"They" always say that in order to lose weight, it can't just be a diet. It's got to be a lifestyle change. I lived healthy for 3 years. I had one major life event and it was all blown to hell. 21 days to make a habit? Bullshit. 3 years didn't make a habit.
I moved to FL in December of 2012. Since that time, I have gained 45 lbs. It's absurd and ridiculous but there it is. In AZ, I was working out 5 days a week and enjoying it. I was eating small portions and pretty healthy food, drinking only on special occasion. Here, I am sedentary, diet is horrendous and portions are huge. One seemingly small difference, change in locale, totally screwed with my psyche.

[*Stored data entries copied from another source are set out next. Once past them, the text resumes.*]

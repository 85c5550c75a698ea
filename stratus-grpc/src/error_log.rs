// Copyright 2025 The stratus Authors
//
// Licensed under the Apache License, Version 2.0 (the "License");
// you may not use this file except in compliance with the License.
// You may obtain a copy of the License at
//
//   http://www.apache.org/licenses/LICENSE-2.0
//
// Unless required by applicable law or agreed to in writing, software
// distributed under the License is distributed on an "AS IS" BASIS,
// WITHOUT WARRANTIES OR CONDITIONS OF ANY KIND, either express or implied.
// See the License for the specific language governing permissions and
// limitations under the License.
//

use std::future::Future;
use std::pin::Pin;
use std::task::{Context, Poll};

use http::{HeaderMap, HeaderName, Request, Response};
use stratus_logging::Logger;
use tonic::Code;
use tower::{Layer, Service};

const GRPC_STATUS: HeaderName = HeaderName::from_static("grpc-status");
const GRPC_MESSAGE: HeaderName = HeaderName::from_static("grpc-message");

/// Logs failed unary calls through the request's bound logger.
///
/// A unary handler error surfaces as a trailers-only response, so the
/// status code sits in the response header map. Client-class codes log
/// as WARNING, server-class codes as ERROR. Successful calls carry their
/// status in real trailers and pass through silently.
///
/// Wire this INSIDE [`stratus_http::TraceLogLayer`] so the logger (with
/// its trace and method fields) is already bound when requests get here.
#[derive(Debug, Clone, Default)]
pub struct ErrorLogLayer;

impl ErrorLogLayer {
    pub fn new() -> Self {
        ErrorLogLayer
    }
}

impl<S> Layer<S> for ErrorLogLayer {
    type Service = ErrorLogService<S>;

    fn layer(&self, inner: S) -> Self::Service {
        ErrorLogService { inner }
    }
}

#[derive(Debug, Clone)]
pub struct ErrorLogService<S> {
    inner: S,
}

impl<S, B, RB> Service<Request<B>> for ErrorLogService<S>
where
    S: Service<Request<B>, Response = Response<RB>>,
    S::Future: Send + 'static,
{
    type Response = S::Response;
    type Error = S::Error;
    type Future = Pin<Box<dyn Future<Output = Result<Self::Response, Self::Error>> + Send>>;

    fn poll_ready(&mut self, cx: &mut Context<'_>) -> Poll<Result<(), Self::Error>> {
        self.inner.poll_ready(cx)
    }

    fn call(&mut self, req: Request<B>) -> Self::Future {
        let logger = Logger::from_extensions(req.extensions());
        let future = self.inner.call(req);

        Box::pin(async move {
            let response = future.await?;

            if let Some(code) = status_from_headers(response.headers()) {
                if code != Code::Ok {
                    log_status(&logger, code, message_from_headers(response.headers()));
                }
            }

            Ok(response)
        })
    }
}

fn status_from_headers(headers: &HeaderMap) -> Option<Code> {
    let raw = headers.get(GRPC_STATUS)?.to_str().ok()?;
    raw.parse::<i32>().ok().map(Code::from)
}

fn message_from_headers(headers: &HeaderMap) -> Option<&str> {
    // Percent-encoded per the gRPC wire spec; logged as received.
    headers.get(GRPC_MESSAGE).and_then(|value| value.to_str().ok())
}

fn log_status(logger: &Logger, code: Code, message: Option<&str>) {
    let line = match message {
        Some(message) if !message.is_empty() => format!("rpc failed with status {code:?}: {message}"),
        _ => format!("rpc failed with status {code:?}"),
    };

    if is_server_class(code) {
        logger.error(line);
    } else {
        logger.warn(line);
    }
}

// The split mirrors the HTTP side: codes a well-behaved client could
// have avoided are warnings, everything pointing at this process or its
// dependencies is an error.
fn is_server_class(code: Code) -> bool {
    matches!(
        code,
        Code::Unknown
            | Code::DeadlineExceeded
            | Code::Unimplemented
            | Code::Internal
            | Code::Unavailable
            | Code::DataLoss
    )
}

When I moved here, I was worried about the kids, and moving away from their grandparents and school and people they've known their entire lives. Would my husband like his new job? Would I like working from home and not knowing anyone? Turns out the kids are more resilient than I am.
I am an introvert. I am not that outgoing and will rarely introduce myself to a stranger. I cannot stand the PTO groups or "Mommy" groups. They are mostly stay-at-home moms who judge me for putting my children in daycare when they turned 2. So I suppose when I moved here...I focused on everyone around me and didn't make myself a priority, unlike when I was hitting the gym so often. I made time for everything else except keeping with the one routine I really needed to.
Excuses? I've got plenty. I could blame all kinds of things, but I won't. Apparently... I opted for a lifestyle change back to the life of a fattie when I moved to FL. Well...no more.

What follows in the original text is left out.